> _Work to be completed_: Find and copy each line in the material below where the string "actual" occurs.

= = = =

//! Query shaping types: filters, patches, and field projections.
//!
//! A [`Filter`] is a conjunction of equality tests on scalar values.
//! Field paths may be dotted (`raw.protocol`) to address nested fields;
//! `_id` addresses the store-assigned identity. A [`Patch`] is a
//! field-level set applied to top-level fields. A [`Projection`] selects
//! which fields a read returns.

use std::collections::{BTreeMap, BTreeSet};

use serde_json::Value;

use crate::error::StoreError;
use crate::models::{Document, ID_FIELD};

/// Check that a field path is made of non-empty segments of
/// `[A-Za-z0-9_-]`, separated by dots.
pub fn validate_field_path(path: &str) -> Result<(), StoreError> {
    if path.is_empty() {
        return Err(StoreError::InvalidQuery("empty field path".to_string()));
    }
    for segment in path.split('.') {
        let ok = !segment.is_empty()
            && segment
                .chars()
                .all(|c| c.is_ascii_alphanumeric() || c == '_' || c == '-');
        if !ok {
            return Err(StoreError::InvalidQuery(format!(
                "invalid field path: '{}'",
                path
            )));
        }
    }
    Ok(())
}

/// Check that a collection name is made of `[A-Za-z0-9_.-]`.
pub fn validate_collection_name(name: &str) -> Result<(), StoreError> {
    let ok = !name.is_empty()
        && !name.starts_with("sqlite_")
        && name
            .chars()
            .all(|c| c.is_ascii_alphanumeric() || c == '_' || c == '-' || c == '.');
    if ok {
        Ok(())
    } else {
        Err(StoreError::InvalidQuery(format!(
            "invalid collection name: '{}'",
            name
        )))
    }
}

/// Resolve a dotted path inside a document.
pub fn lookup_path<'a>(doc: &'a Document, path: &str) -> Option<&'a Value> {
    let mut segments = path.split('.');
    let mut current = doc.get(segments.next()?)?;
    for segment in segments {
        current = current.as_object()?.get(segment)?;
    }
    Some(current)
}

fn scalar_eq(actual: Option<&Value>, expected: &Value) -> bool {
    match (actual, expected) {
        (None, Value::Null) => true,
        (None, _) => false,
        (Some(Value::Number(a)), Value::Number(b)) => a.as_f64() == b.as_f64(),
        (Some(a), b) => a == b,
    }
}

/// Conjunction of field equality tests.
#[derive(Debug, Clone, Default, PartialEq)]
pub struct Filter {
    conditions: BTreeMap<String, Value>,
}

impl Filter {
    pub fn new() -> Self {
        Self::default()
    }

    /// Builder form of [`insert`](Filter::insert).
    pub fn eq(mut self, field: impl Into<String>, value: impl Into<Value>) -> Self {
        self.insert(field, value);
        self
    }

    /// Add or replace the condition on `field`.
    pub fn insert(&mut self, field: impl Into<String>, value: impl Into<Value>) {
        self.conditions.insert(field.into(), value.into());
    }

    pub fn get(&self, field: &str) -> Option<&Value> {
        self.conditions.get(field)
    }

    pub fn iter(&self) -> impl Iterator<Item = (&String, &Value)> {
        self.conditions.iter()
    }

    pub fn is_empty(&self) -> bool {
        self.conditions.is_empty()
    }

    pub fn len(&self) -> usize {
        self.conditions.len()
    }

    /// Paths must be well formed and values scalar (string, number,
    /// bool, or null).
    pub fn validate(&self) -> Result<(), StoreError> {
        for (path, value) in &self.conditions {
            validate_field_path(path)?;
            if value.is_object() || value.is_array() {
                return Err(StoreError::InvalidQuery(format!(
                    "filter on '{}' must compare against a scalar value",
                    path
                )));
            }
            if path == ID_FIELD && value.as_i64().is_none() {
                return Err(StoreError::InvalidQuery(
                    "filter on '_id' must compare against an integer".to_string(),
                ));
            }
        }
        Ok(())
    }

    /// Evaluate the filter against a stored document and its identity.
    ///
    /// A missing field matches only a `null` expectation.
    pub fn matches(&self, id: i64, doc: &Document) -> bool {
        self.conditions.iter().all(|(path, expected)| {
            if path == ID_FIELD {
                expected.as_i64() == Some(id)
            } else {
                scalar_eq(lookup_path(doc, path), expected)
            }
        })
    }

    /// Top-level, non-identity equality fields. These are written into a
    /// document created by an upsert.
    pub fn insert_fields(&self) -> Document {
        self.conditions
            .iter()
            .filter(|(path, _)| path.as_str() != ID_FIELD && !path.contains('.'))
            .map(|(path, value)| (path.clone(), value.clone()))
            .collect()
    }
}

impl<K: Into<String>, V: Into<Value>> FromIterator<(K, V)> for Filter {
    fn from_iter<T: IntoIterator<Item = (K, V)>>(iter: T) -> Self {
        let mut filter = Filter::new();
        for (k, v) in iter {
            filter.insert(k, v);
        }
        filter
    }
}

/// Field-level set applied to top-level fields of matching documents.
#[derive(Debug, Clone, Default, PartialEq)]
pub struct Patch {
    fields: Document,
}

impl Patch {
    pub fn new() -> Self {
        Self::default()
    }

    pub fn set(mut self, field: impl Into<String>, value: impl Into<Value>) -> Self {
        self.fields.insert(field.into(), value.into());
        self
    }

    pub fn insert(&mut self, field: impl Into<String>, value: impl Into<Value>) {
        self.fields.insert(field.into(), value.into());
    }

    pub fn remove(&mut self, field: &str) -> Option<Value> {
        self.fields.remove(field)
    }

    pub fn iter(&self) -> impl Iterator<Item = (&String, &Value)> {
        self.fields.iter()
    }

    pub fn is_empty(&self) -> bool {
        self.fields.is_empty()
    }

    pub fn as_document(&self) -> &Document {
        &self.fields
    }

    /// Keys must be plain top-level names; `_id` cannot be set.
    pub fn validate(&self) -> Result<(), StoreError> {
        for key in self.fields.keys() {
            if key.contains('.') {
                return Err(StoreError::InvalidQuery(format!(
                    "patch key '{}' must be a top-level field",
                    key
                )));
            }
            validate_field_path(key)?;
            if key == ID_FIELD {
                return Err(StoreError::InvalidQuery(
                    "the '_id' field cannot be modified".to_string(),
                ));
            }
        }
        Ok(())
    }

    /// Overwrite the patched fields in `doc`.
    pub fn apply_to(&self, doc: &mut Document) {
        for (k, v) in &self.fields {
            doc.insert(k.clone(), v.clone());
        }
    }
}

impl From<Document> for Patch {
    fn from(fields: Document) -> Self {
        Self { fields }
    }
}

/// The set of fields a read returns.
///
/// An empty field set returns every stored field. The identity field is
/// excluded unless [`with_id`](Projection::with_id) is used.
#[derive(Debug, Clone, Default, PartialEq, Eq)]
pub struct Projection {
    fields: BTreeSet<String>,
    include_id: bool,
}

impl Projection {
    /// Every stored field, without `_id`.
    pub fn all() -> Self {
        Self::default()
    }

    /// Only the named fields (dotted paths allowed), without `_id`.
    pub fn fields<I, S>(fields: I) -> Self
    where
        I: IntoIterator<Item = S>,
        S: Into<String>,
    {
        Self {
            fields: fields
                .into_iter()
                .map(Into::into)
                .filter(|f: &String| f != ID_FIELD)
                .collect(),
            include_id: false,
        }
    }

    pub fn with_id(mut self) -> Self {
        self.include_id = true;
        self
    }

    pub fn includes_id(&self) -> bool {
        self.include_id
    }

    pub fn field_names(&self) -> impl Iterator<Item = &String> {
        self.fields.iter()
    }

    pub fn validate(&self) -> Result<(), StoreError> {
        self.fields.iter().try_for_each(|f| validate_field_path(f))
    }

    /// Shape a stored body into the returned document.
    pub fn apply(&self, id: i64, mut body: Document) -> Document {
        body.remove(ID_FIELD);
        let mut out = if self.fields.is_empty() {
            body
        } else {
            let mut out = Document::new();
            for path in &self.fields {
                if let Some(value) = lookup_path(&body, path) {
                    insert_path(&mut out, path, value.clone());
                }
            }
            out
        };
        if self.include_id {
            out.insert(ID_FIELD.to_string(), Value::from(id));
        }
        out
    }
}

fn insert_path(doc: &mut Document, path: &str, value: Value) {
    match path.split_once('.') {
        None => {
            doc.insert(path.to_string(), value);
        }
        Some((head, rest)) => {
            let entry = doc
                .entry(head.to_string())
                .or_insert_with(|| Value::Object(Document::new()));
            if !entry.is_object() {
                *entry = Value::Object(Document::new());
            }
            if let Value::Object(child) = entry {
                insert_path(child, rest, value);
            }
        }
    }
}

= = = =

> _Answer section_:
fn scalar_eq(actual: Option<&Value>, expected: &Value) -> bool {
    match (actual, expected) {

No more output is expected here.